Usage
How to use Codify
Codify is designed around two main commands (plan and apply) and a codify.jsonc configuration file.
codify plan reads your configuration file to determine the desired final state, queries what is currently
installed and configured on your system, then generates a plan showing how to reach the desired state.
codify apply executes the changes listed in the plan.
Commands
- plan: Generates an execution plan showing changes needed to reach the desired configuration. Performs a refresh scan to determine current state, then compares with the config file to compute required operations. The plan is not executed.
- apply: Generates a plan and prompts for approval before installing or updating resources on the system based on the config file.
- destroy: Uninstalls supported resources. Can work with or without a config file. If a config file exists, destroys matching resources. Otherwise, prompts for additional information to identify the resource.
- import: Generates Codify configurations from currently installed programs. Supports importing all supported resources or specific ones using wildcard matching (e.g.,
nvm asdf*). Results can be saved to an existing file, a new file, or printed to console. - init: Automatically generates a complete Codify config based on currently installed system resources. By default writes to
~/codify.jsonc.
Config File
| File type | Plan | Apply | Import |
|---|---|---|---|
| jsonc | ✅ | ✅ | ✅ |
| json | ✅ | ✅ | ✅ |
| json5 | ✅ | ✅ | ✅ |
| yaml | ✅ | ✅ | ❌ |
The config file defines your desired system state. You declare which resources (programs, tools, or settings)
should be installed and how they should be configured. The recommended file type is jsonc for its comment support.
YAML, JSON5 and regular JSON are also supported.
The config file is a top-level array of resource objects, each with a required type and resource-specific parameters. Most IDEs with SchemaStore support will automatically provide autocomplete for codify.jsonc files.
See codify.jsonc for more information.
[
{
"type": "homebrew",
"formulae": ["jq"]
},
{
"type": "vscode"
}
]Use Cases
Individual Developers
Keep multiple machines in sync: Maintain identical development environments across your work laptop, personal laptop, and desktop. Apply the same configuration to all machines with a single command.
Recover from system changes quickly: After a system reinstall, upgrade, or when setting up a new machine, run codify apply to restore your entire development environment in minutes instead of hours.

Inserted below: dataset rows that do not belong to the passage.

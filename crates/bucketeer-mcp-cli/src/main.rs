// crates/bucketeer-mcp-cli/src/main.rs
// ============================================================================
// Module: Bucketeer MCP CLI Entry Point
// Description: Command dispatcher for the Bucketeer MCP server.
// Purpose: Load configuration, initialize logging, and run the stdio server.
// Dependencies: bucketeer-mcp, bucketeer-mcp-config, clap, thiserror, tracing-subscriber
// ============================================================================

//! ## Overview
//! `bucketeer-mcp` with no subcommand serves MCP over stdio. `tools` prints
//! the advertised tool definitions and `config check` validates the
//! configuration without starting the server. Stdout belongs to the
//! protocol while serving, so logs are written as JSON lines to stderr.

// ============================================================================
// SECTION: Imports
// ============================================================================

use std::io::Write;
use std::path::PathBuf;
use std::process::ExitCode;

use bucketeer_mcp::McpServer;
use bucketeer_mcp::tool_definitions;
use bucketeer_mcp_config::BucketeerMcpConfig;
use bucketeer_mcp_config::LogLevel;
use clap::Args;
use clap::Parser;
use clap::Subcommand;
use thiserror::Error;
use tracing::error;
use tracing::info;
use tracing_subscriber::EnvFilter;
use tracing_subscriber::layer::SubscriberExt;
use tracing_subscriber::util::SubscriberInitExt;

// ============================================================================
// SECTION: CLI Types
// ============================================================================

/// Top-level CLI definition.
#[derive(Parser, Debug)]
#[command(name = "bucketeer-mcp", version, disable_help_subcommand = true)]
struct Cli {
    /// Shared options.
    #[command(flatten)]
    options: GlobalOptions,
    /// Selected subcommand; serves when omitted.
    #[command(subcommand)]
    command: Option<Commands>,
}

/// Options accepted by every subcommand.
#[derive(Args, Debug, Default)]
struct GlobalOptions {
    /// Optional config file path (defaults to `BUCKETEER_MCP_CONFIG`, then `bucketeer-mcp.toml`).
    #[arg(long, value_name = "PATH", global = true)]
    config: Option<PathBuf>,
}

/// Supported CLI subcommands.
#[derive(Subcommand, Debug, PartialEq, Eq)]
enum Commands {
    /// Serve MCP over stdio (default).
    Serve,
    /// Print the advertised tool definitions as JSON.
    Tools,
    /// Configuration utilities.
    Config {
        /// Selected config subcommand.
        #[command(subcommand)]
        command: ConfigCommand,
    },
}

/// Config subcommands.
#[derive(Subcommand, Debug, PartialEq, Eq)]
enum ConfigCommand {
    /// Load and validate the configuration, then exit.
    Check,
}

// ============================================================================
// SECTION: Errors
// ============================================================================

/// CLI error wrapper.
#[derive(Debug, Error)]
#[error("{message}")]
struct CliError {
    /// Human-readable error message.
    message: String,
}

impl CliError {
    /// Constructs a new [`CliError`].
    fn new(message: impl Into<String>) -> Self {
        Self {
            message: message.into(),
        }
    }
}

/// CLI result alias for fallible operations.
type CliResult<T> = Result<T, CliError>;

// ============================================================================
// SECTION: Entry Point
// ============================================================================

/// Parses arguments and runs the CLI.
fn main() -> ExitCode {
    match run(Cli::parse()) {
        Ok(code) => code,
        Err(err) => emit_error(&err.to_string()),
    }
}

/// Executes the selected command.
fn run(cli: Cli) -> CliResult<ExitCode> {
    match cli.command.unwrap_or(Commands::Serve) {
        Commands::Serve => command_serve(&cli.options),
        Commands::Tools => command_tools(),
        Commands::Config {
            command: ConfigCommand::Check,
        } => command_config_check(&cli.options),
    }
}

// ============================================================================
// SECTION: Commands
// ============================================================================

/// Loads configuration and serves until stdin closes.
fn command_serve(options: &GlobalOptions) -> CliResult<ExitCode> {
    let config = load_config(options)?;
    init_logging(config.logging.level());
    info!(
        host = %config.bucketeer.host,
        default_environment = config.bucketeer.environment_id.as_deref().unwrap_or(""),
        source = config.source.as_ref().map(|path| path.display().to_string()).unwrap_or_default(),
        "bucketeer mcp starting"
    );
    let server = McpServer::from_config(&config).map_err(|err| {
        error!(error = %err, "server init failed");
        CliError::new(err.to_string())
    })?;
    server.serve_stdio().map_err(|err| {
        error!(error = %err, "server stopped");
        CliError::new(err.to_string())
    })?;
    Ok(ExitCode::SUCCESS)
}

/// Prints the tool definitions.
fn command_tools() -> CliResult<ExitCode> {
    let rendered = serde_json::to_string_pretty(&tool_definitions())
        .map_err(|err| CliError::new(format!("failed to render tools: {err}")))?;
    write_stdout_line(&rendered)?;
    Ok(ExitCode::SUCCESS)
}

/// Validates the configuration and reports the outcome.
fn command_config_check(options: &GlobalOptions) -> CliResult<ExitCode> {
    let config = load_config(options)?;
    let source = config
        .source
        .as_ref()
        .map_or_else(|| "environment".to_string(), |path| path.display().to_string());
    write_stdout_line(&format!(
        "config ok (source: {source}, host: {}, default environment: {})",
        config.bucketeer.host,
        config.bucketeer.environment_id.as_deref().unwrap_or("<none>")
    ))?;
    Ok(ExitCode::SUCCESS)
}

// ============================================================================
// SECTION: Helpers
// ============================================================================

/// Loads and validates configuration.
fn load_config(options: &GlobalOptions) -> CliResult<BucketeerMcpConfig> {
    BucketeerMcpConfig::load(options.config.as_deref()).map_err(|err| CliError::new(err.to_string()))
}

/// Installs the JSON stderr subscriber at `level`.
fn init_logging(level: LogLevel) {
    let filter = EnvFilter::new(level.as_str());
    tracing_subscriber::registry()
        .with(filter)
        .with(
            tracing_subscriber::fmt::layer()
                .json()
                .with_writer(std::io::stderr)
                .with_ansi(false)
                .with_target(false),
        )
        .init();
}

/// Writes a line to stdout.
fn write_stdout_line(message: &str) -> CliResult<()> {
    let mut stdout = std::io::stdout();
    writeln!(&mut stdout, "{message}")
        .map_err(|err| CliError::new(format!("failed to write stdout: {err}")))
}

/// Emits an error message to stderr and returns a failure exit code.
fn emit_error(message: &str) -> ExitCode {
    let mut stderr = std::io::stderr();
    let _ = writeln!(&mut stderr, "{message}");
    ExitCode::FAILURE
}

// ============================================================================
// SECTION: Tests
// ============================================================================

#[cfg(test)]
mod tests {
    #![allow(
        clippy::panic,
        clippy::unwrap_used,
        clippy::expect_used,
        reason = "Test-only assertions are permitted."
    )]

    use std::path::Path;

    use clap::CommandFactory;
    use clap::Parser;

    use super::Cli;
    use super::Commands;
    use super::ConfigCommand;

    #[test]
    fn command_definition_is_consistent() {
        Cli::command().debug_assert();
    }

    #[test]
    fn no_subcommand_means_serve() {
        let cli = Cli::try_parse_from(["bucketeer-mcp"]).unwrap();
        assert!(cli.command.is_none());
        assert!(cli.options.config.is_none());
    }

    #[test]
    fn config_flag_is_global() {
        let cli =
            Cli::try_parse_from(["bucketeer-mcp", "config", "check", "--config", "mcp.toml"]).unwrap();
        assert_eq!(
            cli.command,
            Some(Commands::Config {
                command: ConfigCommand::Check,
            })
        );
        assert_eq!(cli.options.config.as_deref(), Some(Path::new("mcp.toml")));
    }

    #[test]
    fn tools_subcommand_parses() {
        let cli = Cli::try_parse_from(["bucketeer-mcp", "tools"]).unwrap();
        assert_eq!(cli.command, Some(Commands::Tools));
    }

    #[test]
    fn unknown_subcommand_is_rejected() {
        assert!(Cli::try_parse_from(["bucketeer-mcp", "delete"]).is_err());
    }
}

Document your setup as code: Version control your development environment alongside your projects. Know exactly what tools and versions you're using at any point in time.
Try new tools safely: Test new tools and configurations in an isolated environment using codify test, then destroy them cleanly if they don't work out.
Development Teams
Onboard developers instantly: Share a single codify.jsonc file with new team members. They run one command and have the exact environment needed to start contributing.
Ensure environment consistency: Eliminate "works on my machine" problems by ensuring everyone runs the same versions of tools, dependencies, and system configurations.
Share configurations easily: Store team configurations in Git or share via the Codify Dashboard. Update everyone's environment by updating a single file.
Standardize across projects: Maintain different configurations for different projects while ensuring consistency within each project's team.
Organizations
Standardize development environments: Define organization-wide standards for tools, versions, and configurations. Ensure compliance across teams and departments.
Reduce IT support burden: Developers self-service their environment setup and recovery. IT provides the configuration file instead of manual setup assistance.
Break down silos: Share and reuse configurations across teams. Make it easy for developers to work on multiple projects without manual environment switching.